The tools provided by the programme support the following:

- The Alexander and Burau polynomial invariants of a classical or virtual knot or link
- The Alexander-like polynomial invariant of a classical doodle [19]
- Various quaternionic polynomial invariants of a classical or virtual knot or link
- Various matrix-switch polynomial invariants of a classical or virtual knot or link
- Various Weyl algebra switch polynomial invariants of a classical or virtual knot or link
- Various finite-switch polynomial invariants (also known as rack polynomials) of a classical or virtual knot or link
- The fixed-point invariant of the braid representation of a knot or doodle
- Various commutative automorphism switch invariants of a classical or virtual knot or link
- Vogel's algorithm for determining a braid word from a classical or virtual knot or link diagram
- The HOMFLY polynomial for the closure of a classical braid
- The Kauffman bracket polynomial of a classical or virtual knot, link, knotoid or multi-knotoid
- The Jones polynomial of a classical or virtual knot, link, knotoid or multi-knotoid
- Turaev's extended bracket polynomial of a clasical or virtual knotoid or multi-knotoid
- The arrow polynomial of a classical or virtual knot, link, long knot, long virtual knot, knotoid or multi-knotoid
- Manturov's parity bracket polynomial of a classical or virtual knot or knotoid
- Kaestner and Kauffman's parity arrow polynomial for classical and virtual knots or knotoids
- Kauffman's Affine Index Polynomial for virtual knots or knotoids
- Sawollek's normalized Conway polynomial for a braid word
- The Dynnikov test for the trivial braid
- The Dowker(-Thistlethwaite) code for the braid
- The Gauss code, or the oriented or unoriented left preferred Gauss data for a labelled peer code, labelled immersion code or a braid word [14]
- The labelled immersion code for a braid word
- The labelled peer code for a braid word or a labelled immersion code
- The labelled peer code for the Gauss code of a classical link
- The labelled peer code for the r-parallel cable satellite of a knot's peer code

The source code is available, together with user documentation and some additional developers notes here: braid-22.0-src.tar.

When you unzip and extract the files from the source image archive braid-22.0-src.tar you will create a subdirectory called braid-22.0 containing subdirectories doc and prog and a README file with further details of the source distribution. The prog directory contains the source code in subdirectories called src and include, a sample input file and the programme help, and also a Makefile . The doc directory contains the user documentation in HTML format and some software developer's notes.

**User documentation**

Here is a link to the latest on-line version of the user documentation.

Some results from the early version of the programme are presented on the braid results page.

The braid programme is able to calculate quaternionic polynomial invariants as described in [1]. The source code used to search for the quaternionic switches used for these invariants is presented on the quaternionic switches page.
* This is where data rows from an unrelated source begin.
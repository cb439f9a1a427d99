//! Interfaces to the external systems a sync run drives.
//!
//! The orchestrator only sees these traits. Implementations report
//! temporary conditions (timeouts, rate limits, 5xx) as
//! [`SyncError::TransientNetwork`](crate::SyncError::TransientNetwork) so
//! the engine retries them, and everything else as a permanent error.

use crate::error::SyncResult;
use feedsync_types::{
    CountryCode, FeedRecord, FileRef, MappingEntries, RemoteId, Revision, SourceVariant,
};
use std::collections::BTreeSet;
use std::fmt;
use std::sync::Arc;

/// Lazily produced source variants.
pub type VariantStream = Box<dyn Iterator<Item = SyncResult<SourceVariant>> + Send>;

/// Storefront catalog access.
pub trait ProductSource: Send + Sync {
    /// Streams variants changed after `since`, or the whole catalog when
    /// `since` is `None`.
    ///
    /// Each call starts from the beginning; a failed stream is retried by
    /// calling again.
    fn stream_products(&self, since: Option<Revision>) -> SyncResult<VariantStream>;
}

/// How a country feed file is produced.
#[derive(Debug, Clone, Copy, PartialEq, Eq, Hash)]
pub enum WriteMode {
    /// Rewrite the feed from the given records only.
    Replace,
    /// Upsert the given records into the existing feed.
    Merge,
}

impl fmt::Display for WriteMode {
    fn fmt(&self, f: &mut fmt::Formatter<'_>) -> fmt::Result {
        match self {
            WriteMode::Replace => f.write_str("replace"),
            WriteMode::Merge => f.write_str("merge"),
        }
    }
}

/// Writes per-country feed files.
pub trait FeedWriter: Send + Sync {
    /// Writes the feed for `country` and returns a reference to the file.
    ///
    /// Must be idempotent: writing the same records twice yields the same
    /// file.
    fn write_country_feed(
        &self,
        country: &CountryCode,
        records: &[FeedRecord],
        mode: WriteMode,
    ) -> SyncResult<FileRef>;
}

/// Publishes feed files to remote storage.
pub trait FeedUploader: Send + Sync {
    /// Uploads (or replaces) a feed file and returns its remote identifier.
    fn upload(&self, file: &FileRef) -> SyncResult<RemoteId>;

    /// Deletes every remote feed not in `current`. Returns how many were
    /// deleted.
    fn delete_orphans(&self, current: &BTreeSet<RemoteId>) -> SyncResult<usize>;
}

/// Source of the location to country assignment.
pub trait MappingSource: Send + Sync {
    /// Fetches the current assignment.
    fn fetch_mapping(&self) -> SyncResult<MappingEntries>;
}

/// The external systems one orchestrator works against.
#[derive(Clone)]
pub struct Collaborators {
    /// Catalog fetch.
    pub products: Arc<dyn ProductSource>,
    /// Feed export.
    pub feeds: Arc<dyn FeedWriter>,
    /// Remote publication.
    pub uploads: Arc<dyn FeedUploader>,
    /// Location mapping.
    pub mapping: Arc<dyn MappingSource>,
}

impl fmt::Debug for Collaborators {
    fn fmt(&self, f: &mut fmt::Formatter<'_>) -> fmt::Result {
        f.debug_struct("Collaborators").finish_non_exhaustive()
    }
}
The first released version was 6.1.b1, supporting Burau and quaternion
matrix representation, Alexander polynomial, 0^{th} and 1^{st} ideal polynomials for
quaternionic representations, Dynnikov test and Dowker code calculation.

Version 7.0 (not released via the web) introduced calculation of Sawollek's normalized Conway polynomial.

Version 8.0 added the Vogel algorithm for evaluating braid words from Gauss codes, the ability to include programme options in input files, the writing of an output file in "input" format, and support of the alphabetical notation for classical braids.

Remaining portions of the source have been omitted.